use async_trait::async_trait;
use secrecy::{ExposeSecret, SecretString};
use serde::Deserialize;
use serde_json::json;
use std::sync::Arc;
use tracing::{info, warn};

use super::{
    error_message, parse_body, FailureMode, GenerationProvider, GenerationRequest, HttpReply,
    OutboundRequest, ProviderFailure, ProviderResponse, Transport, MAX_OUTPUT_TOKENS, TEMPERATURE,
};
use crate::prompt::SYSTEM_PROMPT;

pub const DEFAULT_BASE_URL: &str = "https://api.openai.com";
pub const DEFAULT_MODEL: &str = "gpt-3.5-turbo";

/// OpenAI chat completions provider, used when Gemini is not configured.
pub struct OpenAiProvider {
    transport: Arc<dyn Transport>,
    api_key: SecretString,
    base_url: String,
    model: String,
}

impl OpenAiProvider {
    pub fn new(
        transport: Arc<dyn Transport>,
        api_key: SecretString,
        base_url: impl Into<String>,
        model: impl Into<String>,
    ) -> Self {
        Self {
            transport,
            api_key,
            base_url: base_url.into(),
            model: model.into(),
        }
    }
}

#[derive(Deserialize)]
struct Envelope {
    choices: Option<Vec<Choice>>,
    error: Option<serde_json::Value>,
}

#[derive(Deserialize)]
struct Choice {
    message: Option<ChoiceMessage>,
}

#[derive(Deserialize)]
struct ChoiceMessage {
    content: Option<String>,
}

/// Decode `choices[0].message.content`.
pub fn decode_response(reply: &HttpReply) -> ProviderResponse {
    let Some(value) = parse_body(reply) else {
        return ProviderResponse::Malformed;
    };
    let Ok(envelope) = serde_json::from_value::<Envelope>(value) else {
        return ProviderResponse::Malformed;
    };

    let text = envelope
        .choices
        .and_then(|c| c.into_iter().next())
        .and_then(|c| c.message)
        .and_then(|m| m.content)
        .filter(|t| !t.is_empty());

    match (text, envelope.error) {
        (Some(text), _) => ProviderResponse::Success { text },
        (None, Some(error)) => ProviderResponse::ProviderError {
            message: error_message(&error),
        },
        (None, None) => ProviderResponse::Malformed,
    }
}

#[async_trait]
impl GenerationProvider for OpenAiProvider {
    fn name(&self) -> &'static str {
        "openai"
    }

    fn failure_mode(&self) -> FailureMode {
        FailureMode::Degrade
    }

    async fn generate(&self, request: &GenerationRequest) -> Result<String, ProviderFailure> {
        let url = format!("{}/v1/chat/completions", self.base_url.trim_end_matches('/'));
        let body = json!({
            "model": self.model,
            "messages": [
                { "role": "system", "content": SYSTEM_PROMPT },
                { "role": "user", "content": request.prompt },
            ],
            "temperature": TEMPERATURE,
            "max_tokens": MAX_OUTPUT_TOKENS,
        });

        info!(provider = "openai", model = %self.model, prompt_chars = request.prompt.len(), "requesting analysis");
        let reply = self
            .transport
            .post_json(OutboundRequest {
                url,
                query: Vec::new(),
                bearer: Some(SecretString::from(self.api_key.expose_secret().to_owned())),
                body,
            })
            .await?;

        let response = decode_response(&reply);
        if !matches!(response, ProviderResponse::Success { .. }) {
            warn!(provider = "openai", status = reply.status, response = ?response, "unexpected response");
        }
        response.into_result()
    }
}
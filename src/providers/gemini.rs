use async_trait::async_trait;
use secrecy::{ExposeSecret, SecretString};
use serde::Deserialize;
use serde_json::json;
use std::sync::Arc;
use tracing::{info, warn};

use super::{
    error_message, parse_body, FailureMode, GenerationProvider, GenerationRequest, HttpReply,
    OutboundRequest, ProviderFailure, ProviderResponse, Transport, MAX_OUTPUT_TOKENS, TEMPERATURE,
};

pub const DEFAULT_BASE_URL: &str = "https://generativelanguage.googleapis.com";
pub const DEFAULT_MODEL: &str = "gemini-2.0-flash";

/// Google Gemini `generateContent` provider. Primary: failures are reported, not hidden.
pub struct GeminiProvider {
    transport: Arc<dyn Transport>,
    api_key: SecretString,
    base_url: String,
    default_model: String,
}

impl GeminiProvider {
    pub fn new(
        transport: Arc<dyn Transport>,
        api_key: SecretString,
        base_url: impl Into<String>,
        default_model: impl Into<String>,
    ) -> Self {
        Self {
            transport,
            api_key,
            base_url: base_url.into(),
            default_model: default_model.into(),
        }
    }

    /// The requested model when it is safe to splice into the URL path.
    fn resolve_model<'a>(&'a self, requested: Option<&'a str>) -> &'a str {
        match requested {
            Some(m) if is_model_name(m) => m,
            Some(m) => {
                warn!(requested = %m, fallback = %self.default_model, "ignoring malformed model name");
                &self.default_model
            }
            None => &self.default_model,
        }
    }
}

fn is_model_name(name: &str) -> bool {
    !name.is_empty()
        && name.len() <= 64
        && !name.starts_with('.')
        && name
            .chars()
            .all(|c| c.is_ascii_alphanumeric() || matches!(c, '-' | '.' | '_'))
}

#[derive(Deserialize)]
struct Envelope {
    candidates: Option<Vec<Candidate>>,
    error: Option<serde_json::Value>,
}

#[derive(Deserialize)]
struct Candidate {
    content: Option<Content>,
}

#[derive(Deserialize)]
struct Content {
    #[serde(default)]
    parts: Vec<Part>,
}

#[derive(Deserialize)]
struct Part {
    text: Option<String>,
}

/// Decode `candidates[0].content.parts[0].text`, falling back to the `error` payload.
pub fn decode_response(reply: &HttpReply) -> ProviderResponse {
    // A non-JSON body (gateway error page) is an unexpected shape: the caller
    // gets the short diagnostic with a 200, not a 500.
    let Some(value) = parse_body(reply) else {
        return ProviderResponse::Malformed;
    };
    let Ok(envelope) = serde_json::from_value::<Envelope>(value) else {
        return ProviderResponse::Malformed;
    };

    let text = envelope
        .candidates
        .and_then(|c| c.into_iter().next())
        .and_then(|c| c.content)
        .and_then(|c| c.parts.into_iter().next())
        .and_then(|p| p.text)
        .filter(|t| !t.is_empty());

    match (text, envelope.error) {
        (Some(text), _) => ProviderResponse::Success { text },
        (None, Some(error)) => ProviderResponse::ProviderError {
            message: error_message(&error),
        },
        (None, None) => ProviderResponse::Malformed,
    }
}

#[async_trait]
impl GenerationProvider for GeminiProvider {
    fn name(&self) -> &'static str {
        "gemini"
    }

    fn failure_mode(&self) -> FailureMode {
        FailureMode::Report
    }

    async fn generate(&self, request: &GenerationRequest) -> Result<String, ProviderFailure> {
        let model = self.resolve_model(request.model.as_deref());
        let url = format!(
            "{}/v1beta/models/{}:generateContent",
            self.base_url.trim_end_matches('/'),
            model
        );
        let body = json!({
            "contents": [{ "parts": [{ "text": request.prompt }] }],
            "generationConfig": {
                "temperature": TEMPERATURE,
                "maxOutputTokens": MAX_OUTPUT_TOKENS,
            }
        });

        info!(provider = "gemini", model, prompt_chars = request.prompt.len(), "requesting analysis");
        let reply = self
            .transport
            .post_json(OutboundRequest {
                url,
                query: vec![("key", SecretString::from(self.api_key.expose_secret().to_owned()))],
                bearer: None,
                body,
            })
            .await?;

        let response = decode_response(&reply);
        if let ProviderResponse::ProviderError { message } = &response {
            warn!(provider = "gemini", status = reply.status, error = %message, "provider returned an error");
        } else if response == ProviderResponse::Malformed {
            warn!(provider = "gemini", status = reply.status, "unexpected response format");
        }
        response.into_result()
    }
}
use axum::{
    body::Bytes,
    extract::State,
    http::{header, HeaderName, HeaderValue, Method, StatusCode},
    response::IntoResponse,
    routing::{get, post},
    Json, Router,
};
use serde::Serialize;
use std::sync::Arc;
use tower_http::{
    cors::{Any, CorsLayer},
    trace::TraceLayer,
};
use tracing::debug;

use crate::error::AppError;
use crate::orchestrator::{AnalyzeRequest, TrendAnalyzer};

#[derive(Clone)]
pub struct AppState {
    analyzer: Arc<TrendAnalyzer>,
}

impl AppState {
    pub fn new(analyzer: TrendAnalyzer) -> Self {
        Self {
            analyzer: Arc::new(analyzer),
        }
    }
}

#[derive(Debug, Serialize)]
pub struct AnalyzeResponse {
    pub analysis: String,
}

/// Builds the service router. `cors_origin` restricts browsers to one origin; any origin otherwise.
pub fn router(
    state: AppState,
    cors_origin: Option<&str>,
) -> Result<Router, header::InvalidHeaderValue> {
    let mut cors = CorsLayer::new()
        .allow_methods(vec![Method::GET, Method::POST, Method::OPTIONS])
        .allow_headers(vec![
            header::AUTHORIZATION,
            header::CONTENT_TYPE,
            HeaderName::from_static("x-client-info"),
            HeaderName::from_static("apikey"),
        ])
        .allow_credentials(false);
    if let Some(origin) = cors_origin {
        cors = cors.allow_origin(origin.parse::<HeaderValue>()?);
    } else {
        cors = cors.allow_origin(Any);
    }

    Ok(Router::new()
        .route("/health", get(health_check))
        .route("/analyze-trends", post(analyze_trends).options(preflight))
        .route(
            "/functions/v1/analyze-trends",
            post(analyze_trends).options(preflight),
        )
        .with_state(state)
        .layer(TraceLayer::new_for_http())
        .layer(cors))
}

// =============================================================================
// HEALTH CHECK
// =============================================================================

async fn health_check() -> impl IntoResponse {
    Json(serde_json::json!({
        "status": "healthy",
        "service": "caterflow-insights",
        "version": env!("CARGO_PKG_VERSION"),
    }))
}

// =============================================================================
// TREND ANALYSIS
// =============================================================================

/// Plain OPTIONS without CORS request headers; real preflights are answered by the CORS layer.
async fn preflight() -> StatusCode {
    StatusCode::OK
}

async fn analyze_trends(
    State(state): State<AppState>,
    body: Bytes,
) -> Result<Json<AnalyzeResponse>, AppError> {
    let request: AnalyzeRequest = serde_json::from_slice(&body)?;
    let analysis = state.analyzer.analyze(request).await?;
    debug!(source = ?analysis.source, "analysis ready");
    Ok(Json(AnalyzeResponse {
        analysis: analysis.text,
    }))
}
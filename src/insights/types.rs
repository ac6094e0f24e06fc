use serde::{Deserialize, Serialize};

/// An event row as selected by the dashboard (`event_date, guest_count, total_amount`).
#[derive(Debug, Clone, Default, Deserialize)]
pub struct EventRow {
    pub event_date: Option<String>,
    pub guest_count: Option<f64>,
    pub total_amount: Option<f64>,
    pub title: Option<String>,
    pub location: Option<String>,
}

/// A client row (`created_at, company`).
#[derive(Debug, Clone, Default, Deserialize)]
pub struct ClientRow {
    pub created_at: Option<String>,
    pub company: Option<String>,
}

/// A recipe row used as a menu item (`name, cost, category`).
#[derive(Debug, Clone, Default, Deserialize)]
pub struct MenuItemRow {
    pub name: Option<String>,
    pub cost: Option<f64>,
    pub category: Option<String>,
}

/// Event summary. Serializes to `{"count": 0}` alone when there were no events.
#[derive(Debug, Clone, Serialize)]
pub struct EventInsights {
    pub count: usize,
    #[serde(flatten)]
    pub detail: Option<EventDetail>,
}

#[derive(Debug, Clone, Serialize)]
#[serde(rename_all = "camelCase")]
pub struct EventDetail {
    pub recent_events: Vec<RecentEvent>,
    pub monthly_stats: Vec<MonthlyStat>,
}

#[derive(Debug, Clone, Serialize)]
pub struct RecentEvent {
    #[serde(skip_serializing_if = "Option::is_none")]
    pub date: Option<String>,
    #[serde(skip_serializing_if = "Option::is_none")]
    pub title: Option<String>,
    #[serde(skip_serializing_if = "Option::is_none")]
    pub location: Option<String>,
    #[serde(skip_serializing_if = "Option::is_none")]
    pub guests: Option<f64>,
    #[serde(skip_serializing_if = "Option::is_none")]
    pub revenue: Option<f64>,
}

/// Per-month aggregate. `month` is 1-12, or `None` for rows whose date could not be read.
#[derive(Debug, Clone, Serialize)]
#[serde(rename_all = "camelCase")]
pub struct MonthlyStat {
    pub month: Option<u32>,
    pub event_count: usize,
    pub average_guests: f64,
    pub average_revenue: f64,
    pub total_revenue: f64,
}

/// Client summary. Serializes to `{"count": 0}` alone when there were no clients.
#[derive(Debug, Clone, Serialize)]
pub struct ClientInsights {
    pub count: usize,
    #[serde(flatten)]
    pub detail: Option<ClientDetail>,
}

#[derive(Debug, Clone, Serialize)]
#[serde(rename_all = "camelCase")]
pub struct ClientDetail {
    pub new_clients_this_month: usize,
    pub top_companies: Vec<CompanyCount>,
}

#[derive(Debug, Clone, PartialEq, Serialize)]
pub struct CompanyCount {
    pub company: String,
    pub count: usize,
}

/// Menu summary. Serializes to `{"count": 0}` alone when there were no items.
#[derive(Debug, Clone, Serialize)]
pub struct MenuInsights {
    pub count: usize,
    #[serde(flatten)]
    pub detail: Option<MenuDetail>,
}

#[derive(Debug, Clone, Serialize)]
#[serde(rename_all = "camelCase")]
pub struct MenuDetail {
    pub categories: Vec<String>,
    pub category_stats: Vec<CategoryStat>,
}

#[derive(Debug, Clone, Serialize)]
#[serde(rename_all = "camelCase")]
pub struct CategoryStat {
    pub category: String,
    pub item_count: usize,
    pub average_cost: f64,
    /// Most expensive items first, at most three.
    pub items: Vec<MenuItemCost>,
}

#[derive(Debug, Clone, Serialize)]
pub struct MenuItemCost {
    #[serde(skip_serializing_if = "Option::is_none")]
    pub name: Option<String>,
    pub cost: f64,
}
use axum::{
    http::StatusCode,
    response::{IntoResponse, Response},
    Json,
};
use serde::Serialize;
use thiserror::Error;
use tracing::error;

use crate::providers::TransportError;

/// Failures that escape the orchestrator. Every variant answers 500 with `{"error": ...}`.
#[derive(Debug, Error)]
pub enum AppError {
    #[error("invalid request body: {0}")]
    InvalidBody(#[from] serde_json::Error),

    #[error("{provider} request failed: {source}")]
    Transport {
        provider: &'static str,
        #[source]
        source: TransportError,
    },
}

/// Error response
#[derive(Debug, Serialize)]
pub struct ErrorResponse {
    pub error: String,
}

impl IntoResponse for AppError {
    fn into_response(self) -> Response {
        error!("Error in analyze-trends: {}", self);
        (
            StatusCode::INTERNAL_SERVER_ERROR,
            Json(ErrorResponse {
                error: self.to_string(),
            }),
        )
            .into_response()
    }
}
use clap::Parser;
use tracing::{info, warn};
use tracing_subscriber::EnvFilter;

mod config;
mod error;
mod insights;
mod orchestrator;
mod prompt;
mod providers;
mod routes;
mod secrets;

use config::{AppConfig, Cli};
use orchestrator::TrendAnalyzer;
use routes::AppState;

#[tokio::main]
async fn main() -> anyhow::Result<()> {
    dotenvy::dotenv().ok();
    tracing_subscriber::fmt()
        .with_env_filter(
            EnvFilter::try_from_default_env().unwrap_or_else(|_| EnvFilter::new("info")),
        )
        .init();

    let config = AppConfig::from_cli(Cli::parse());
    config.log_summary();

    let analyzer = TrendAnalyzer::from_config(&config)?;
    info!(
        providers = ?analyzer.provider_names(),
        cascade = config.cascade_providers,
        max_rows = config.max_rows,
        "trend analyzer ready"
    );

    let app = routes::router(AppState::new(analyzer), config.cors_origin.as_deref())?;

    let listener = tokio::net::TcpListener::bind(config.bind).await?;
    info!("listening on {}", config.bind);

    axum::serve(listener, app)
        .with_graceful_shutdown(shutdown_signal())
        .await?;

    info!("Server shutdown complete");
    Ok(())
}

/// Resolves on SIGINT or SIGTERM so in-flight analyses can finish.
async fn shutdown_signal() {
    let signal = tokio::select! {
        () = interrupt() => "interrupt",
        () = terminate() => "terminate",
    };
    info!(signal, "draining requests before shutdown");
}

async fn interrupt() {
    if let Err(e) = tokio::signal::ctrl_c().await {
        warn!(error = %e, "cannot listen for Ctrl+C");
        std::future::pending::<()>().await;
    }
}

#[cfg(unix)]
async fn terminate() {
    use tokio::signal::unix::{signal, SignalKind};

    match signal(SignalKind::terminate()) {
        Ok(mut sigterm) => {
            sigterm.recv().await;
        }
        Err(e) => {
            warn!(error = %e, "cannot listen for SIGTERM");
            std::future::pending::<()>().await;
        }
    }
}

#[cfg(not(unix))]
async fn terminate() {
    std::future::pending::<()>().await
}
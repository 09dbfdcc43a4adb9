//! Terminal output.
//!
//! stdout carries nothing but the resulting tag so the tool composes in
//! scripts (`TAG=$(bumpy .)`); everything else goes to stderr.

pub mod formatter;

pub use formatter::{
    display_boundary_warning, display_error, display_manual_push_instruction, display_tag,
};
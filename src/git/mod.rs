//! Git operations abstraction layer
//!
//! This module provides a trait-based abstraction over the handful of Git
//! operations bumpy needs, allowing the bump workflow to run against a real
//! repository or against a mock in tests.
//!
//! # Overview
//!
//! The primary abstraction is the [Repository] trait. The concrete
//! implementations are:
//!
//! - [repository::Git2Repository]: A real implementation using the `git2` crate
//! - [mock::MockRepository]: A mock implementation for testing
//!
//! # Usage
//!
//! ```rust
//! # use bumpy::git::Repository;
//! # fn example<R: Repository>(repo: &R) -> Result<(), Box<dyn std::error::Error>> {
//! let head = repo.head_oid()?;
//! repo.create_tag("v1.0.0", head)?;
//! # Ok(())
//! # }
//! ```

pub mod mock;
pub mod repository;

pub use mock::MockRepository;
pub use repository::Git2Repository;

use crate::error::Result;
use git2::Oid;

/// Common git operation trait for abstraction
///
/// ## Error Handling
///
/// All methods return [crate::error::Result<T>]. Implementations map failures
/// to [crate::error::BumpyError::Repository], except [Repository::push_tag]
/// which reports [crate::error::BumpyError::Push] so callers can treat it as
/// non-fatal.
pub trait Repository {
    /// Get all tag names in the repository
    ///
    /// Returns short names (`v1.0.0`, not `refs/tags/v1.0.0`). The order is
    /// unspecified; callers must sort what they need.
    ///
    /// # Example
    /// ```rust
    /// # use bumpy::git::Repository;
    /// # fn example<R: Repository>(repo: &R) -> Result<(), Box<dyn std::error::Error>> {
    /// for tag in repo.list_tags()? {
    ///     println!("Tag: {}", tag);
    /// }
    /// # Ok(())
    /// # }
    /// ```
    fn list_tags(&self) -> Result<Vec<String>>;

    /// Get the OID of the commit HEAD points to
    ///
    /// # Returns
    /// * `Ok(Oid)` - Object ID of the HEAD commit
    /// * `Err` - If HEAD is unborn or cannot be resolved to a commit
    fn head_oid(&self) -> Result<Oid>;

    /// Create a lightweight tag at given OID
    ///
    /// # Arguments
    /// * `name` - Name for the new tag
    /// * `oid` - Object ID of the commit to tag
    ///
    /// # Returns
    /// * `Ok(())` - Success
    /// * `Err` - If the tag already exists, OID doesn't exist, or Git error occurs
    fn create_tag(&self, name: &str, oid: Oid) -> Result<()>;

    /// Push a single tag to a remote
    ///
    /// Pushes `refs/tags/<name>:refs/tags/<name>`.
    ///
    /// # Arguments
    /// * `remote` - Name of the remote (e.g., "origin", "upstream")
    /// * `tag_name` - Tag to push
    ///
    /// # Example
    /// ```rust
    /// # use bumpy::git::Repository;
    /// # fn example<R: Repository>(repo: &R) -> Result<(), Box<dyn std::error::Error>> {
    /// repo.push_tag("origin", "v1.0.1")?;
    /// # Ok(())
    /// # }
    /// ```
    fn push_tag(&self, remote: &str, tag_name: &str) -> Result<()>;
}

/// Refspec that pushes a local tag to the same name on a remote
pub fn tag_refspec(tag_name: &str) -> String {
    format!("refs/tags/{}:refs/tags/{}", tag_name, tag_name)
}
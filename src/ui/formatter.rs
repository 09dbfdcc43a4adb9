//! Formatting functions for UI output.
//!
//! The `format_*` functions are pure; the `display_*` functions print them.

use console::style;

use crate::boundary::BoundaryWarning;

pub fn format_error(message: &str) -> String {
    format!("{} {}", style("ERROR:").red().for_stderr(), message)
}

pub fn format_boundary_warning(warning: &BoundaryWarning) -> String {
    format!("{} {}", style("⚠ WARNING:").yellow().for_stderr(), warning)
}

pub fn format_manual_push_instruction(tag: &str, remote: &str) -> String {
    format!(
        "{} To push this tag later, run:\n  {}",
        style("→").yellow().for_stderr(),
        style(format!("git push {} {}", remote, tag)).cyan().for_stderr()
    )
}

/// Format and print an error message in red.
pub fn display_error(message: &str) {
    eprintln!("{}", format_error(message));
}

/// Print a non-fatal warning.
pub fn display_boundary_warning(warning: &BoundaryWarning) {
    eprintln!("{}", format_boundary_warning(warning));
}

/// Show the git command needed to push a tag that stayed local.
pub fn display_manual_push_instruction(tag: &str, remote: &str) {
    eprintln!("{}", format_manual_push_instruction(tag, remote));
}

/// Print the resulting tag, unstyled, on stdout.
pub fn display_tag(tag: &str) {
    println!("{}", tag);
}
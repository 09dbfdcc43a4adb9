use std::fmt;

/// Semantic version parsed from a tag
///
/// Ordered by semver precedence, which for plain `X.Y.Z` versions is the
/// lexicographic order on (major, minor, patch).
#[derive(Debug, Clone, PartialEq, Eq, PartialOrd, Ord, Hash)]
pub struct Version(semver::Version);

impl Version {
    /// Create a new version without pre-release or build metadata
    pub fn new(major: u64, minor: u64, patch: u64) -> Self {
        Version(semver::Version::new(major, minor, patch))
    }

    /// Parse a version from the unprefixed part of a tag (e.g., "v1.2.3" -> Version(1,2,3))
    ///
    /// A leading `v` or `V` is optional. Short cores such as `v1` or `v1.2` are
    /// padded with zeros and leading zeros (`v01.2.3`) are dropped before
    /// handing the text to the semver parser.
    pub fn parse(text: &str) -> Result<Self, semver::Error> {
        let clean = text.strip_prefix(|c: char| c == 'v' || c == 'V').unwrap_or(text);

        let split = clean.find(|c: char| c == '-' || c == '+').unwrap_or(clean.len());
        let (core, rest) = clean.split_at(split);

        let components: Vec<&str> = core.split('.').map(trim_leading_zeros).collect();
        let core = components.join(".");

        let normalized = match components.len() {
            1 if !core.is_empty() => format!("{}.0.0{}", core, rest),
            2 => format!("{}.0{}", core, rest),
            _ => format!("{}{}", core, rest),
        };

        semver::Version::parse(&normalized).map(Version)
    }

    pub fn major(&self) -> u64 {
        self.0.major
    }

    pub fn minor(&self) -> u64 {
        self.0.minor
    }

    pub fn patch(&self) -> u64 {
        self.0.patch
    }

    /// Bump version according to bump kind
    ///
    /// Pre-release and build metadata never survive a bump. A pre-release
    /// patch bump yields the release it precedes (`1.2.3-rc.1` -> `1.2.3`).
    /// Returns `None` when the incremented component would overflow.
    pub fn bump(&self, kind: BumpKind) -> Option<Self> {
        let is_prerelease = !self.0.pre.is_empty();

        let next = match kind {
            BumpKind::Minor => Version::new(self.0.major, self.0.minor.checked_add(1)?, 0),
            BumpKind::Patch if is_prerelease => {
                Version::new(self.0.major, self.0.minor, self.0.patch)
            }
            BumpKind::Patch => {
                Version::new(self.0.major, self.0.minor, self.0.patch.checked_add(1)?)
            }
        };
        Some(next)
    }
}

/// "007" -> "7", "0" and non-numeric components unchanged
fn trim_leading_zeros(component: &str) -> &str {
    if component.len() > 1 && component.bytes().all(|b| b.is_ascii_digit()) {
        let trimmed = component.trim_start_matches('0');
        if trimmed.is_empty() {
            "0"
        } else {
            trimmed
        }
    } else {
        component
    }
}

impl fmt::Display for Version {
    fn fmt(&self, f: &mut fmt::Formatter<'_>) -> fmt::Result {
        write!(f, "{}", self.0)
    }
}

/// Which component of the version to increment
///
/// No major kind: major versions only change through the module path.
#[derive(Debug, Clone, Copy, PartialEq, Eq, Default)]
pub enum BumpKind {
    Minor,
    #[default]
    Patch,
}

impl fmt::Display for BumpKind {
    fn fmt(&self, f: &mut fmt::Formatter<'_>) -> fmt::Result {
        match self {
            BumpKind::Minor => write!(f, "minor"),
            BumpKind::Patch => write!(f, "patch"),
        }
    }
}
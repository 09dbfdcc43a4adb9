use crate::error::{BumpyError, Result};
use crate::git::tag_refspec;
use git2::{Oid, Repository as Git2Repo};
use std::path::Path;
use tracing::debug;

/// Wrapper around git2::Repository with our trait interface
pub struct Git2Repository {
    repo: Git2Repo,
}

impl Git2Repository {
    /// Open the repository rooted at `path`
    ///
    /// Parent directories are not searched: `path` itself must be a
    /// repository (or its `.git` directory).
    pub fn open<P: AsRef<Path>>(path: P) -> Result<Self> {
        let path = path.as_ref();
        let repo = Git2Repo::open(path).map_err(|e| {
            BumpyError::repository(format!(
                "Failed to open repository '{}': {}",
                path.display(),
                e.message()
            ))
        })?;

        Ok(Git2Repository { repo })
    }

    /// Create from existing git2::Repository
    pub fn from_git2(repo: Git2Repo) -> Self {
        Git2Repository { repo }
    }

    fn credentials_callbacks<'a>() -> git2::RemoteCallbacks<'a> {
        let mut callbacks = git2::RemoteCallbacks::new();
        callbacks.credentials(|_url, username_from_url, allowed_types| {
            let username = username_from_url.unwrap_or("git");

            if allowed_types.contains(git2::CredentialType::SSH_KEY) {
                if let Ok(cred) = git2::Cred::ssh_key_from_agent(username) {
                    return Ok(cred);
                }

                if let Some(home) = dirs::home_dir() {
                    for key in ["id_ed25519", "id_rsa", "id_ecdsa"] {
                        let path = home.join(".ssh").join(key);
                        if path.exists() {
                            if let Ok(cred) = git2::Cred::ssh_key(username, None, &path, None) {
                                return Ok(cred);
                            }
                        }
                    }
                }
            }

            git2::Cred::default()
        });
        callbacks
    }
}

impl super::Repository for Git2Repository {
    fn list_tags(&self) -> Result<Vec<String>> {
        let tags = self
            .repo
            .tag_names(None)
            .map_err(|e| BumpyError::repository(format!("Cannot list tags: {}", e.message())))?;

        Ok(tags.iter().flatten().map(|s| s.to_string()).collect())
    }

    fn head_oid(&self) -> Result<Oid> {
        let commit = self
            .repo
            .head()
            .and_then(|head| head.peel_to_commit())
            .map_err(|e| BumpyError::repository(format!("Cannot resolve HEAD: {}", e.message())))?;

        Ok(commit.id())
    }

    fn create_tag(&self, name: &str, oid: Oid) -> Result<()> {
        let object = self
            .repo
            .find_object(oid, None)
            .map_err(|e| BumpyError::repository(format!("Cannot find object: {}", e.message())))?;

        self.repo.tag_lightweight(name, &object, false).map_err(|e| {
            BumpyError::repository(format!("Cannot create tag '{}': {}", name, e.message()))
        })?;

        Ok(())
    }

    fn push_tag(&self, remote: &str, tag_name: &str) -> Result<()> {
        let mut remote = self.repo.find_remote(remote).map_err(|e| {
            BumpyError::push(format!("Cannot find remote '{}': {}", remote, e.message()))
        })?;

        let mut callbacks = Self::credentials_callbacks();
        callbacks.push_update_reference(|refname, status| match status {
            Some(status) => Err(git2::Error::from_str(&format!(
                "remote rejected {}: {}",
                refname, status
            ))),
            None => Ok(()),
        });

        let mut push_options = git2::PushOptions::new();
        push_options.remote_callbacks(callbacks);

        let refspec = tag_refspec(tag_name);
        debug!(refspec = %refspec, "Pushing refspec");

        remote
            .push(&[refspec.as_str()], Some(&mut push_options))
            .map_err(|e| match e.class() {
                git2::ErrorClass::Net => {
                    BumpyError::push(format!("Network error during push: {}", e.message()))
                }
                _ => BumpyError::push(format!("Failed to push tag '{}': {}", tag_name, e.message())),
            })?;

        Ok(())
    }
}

Exercise instructions:
All lines of the listing that contain the word "unix" should be copied out.

Answer section:
#[cfg(unix)]
    use tokio::signal::unix::{signal, SignalKind};
#[cfg(not(unix))]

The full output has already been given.